Host modulation therapy

Local application of host-modulating agents, such as enamel matrix proteins, bone morphogenetic proteins and platelet-derived growth factors, can be quite effective in the complex treatment of periodontitis. Enamel matrix proteins are available in the form of Emdogain (Straumann) and have been successfully used in the restoration of periodontal defects. These proteins play the role of healing modulators, stimulating the regeneration of all periodontal components of the supporting apparatus of the tooth. Bone morphogenetic proteins promote the modulation and differentiation of mesenchymal cells into bone progenitor cells. They act as a scaffold onto which new bone tissue can grow and are often used in guided bone regeneration during alveolar ridge augmentation. Finally, platelet-derived growth factors enhance the chemotaxis of neutrophils and monocytes, stimulate the proliferation of fibroblasts and, accordingly, the synthesis of the extracellular matrix, and also increase the level of differentiation of mesenchymal progenitor cells, fibroblasts and endothelial cells.
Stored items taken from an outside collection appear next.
use regex::Regex;
use std::collections::HashSet;
use std::sync::LazyLock;

static RE_URL: LazyLock<Regex> =
    LazyLock::new(|| Regex::new(r"http\S+|www\S+|https\S+").expect("valid url regex"));
static RE_MENTION: LazyLock<Regex> =
    LazyLock::new(|| Regex::new(r"@\w+|#\w+").expect("valid mention regex"));
static RE_NON_LETTER: LazyLock<Regex> =
    LazyLock::new(|| Regex::new(r"[^a-záàâãéêíóôõúüç\s]").expect("valid letter regex"));

/// Tokens this short carry no signal.
const MIN_TOKEN_CHARS: usize = 3;

/// Portuguese stopwords (NLTK list).
const STOPWORDS_PT: &[&str] = &[
    "de", "a", "o", "que", "e", "é", "do", "da", "em", "um", "para", "com", "não", "uma", "os",
    "no", "se", "na", "por", "mais", "as", "dos", "como", "mas", "ao", "ele", "das", "à", "seu",
    "sua", "ou", "quando", "muito", "nos", "já", "eu", "também", "só", "pelo", "pela", "até",
    "isso", "ela", "entre", "depois", "sem", "mesmo", "aos", "seus", "quem", "nas", "me", "esse",
    "eles", "você", "essa", "num", "nem", "suas", "meu", "às", "minha", "numa", "pelos", "elas",
    "qual", "nós", "lhe", "deles", "essas", "esses", "pelas", "este", "dele", "tu", "te",
    "vocês", "vos", "lhes", "meus", "minhas", "teu", "tua", "teus", "tuas", "nosso", "nossa",
    "nossos", "nossas", "dela", "delas", "esta", "estes", "estas", "aquele", "aquela",
    "aqueles", "aquelas", "isto", "aquilo", "estou", "está", "estamos", "estão", "estive",
    "esteve", "estivemos", "estiveram", "estava", "estávamos", "estavam", "estivera",
    "estivéramos", "esteja", "estejamos", "estejam", "estivesse", "estivéssemos",
    "estivessem", "estiver", "estivermos", "estiverem", "hei", "há", "havemos", "hão", "houve",
    "houvemos", "houveram", "houvera", "houvéramos", "haja", "hajamos", "hajam", "houvesse",
    "houvéssemos", "houvessem", "houver", "houvermos", "houverem", "houverei", "houverá",
    "houveremos", "houverão", "houveria", "houveríamos", "houveriam", "sou", "somos", "são",
    "era", "éramos", "eram", "fui", "foi", "fomos", "foram", "fora", "fôramos", "seja",
    "sejamos", "sejam", "fosse", "fôssemos", "fossem", "for", "formos", "forem", "serei",
    "será", "seremos", "serão", "seria", "seríamos", "seriam", "tenho", "tem", "temos", "tém",
    "tinha", "tínhamos", "tinham", "tive", "teve", "tivemos", "tiveram", "tivera",
    "tivéramos", "tenha", "tenhamos", "tenham", "tivesse", "tivéssemos", "tivessem", "tiver",
    "tivermos", "tiverem", "terei", "terá", "teremos", "terão", "teria", "teríamos", "teriam",
];

static STOPWORDS: LazyLock<HashSet<&'static str>> =
    LazyLock::new(|| STOPWORDS_PT.iter().copied().collect());

/// Clean and tokenize a message body.
///
/// Lowercases, removes URLs, `@mentions` and `#hashtags`, keeps only (accented)
/// Latin letters and whitespace, then splits on whitespace and drops stopwords
/// and tokens of two characters or fewer. Absent or empty text yields no tokens.
pub fn normalize(text: Option<&str>) -> Vec<String> {
    let Some(text) = text else {
        return Vec::new();
    };
    if text.is_empty() {
        return Vec::new();
    }

    let lowered = text.to_lowercase();
    let without_urls = RE_URL.replace_all(&lowered, "");
    let without_mentions = RE_MENTION.replace_all(&without_urls, "");
    let letters_only = RE_NON_LETTER.replace_all(&without_mentions, "");

    letters_only
        .split_whitespace()
        .filter(|token| token.chars().count() >= MIN_TOKEN_CHARS)
        .filter(|token| !STOPWORDS.contains(token))
        .map(str::to_string)
        .collect()
}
It is platelet-derived growth factors that are most often used during surgical interventions on periodontal tissues in order to accelerate their regeneration.

conclusions

New knowledge regarding host-bacterial interactions and host immune responses that provoke periodontal tissue damage will be useful for the development of newer and more effective concepts for the treatment of periodontitis using systemic and local antibiotics, antimicrobial rinses and principles of host-modulating therapy. The results of further studies may shed light on auxiliary adjuvant therapy, which can be used to correct treatment algorithms in order to achieve the most successful effect of complex therapy for lesions of the supporting apparatus of the tooth.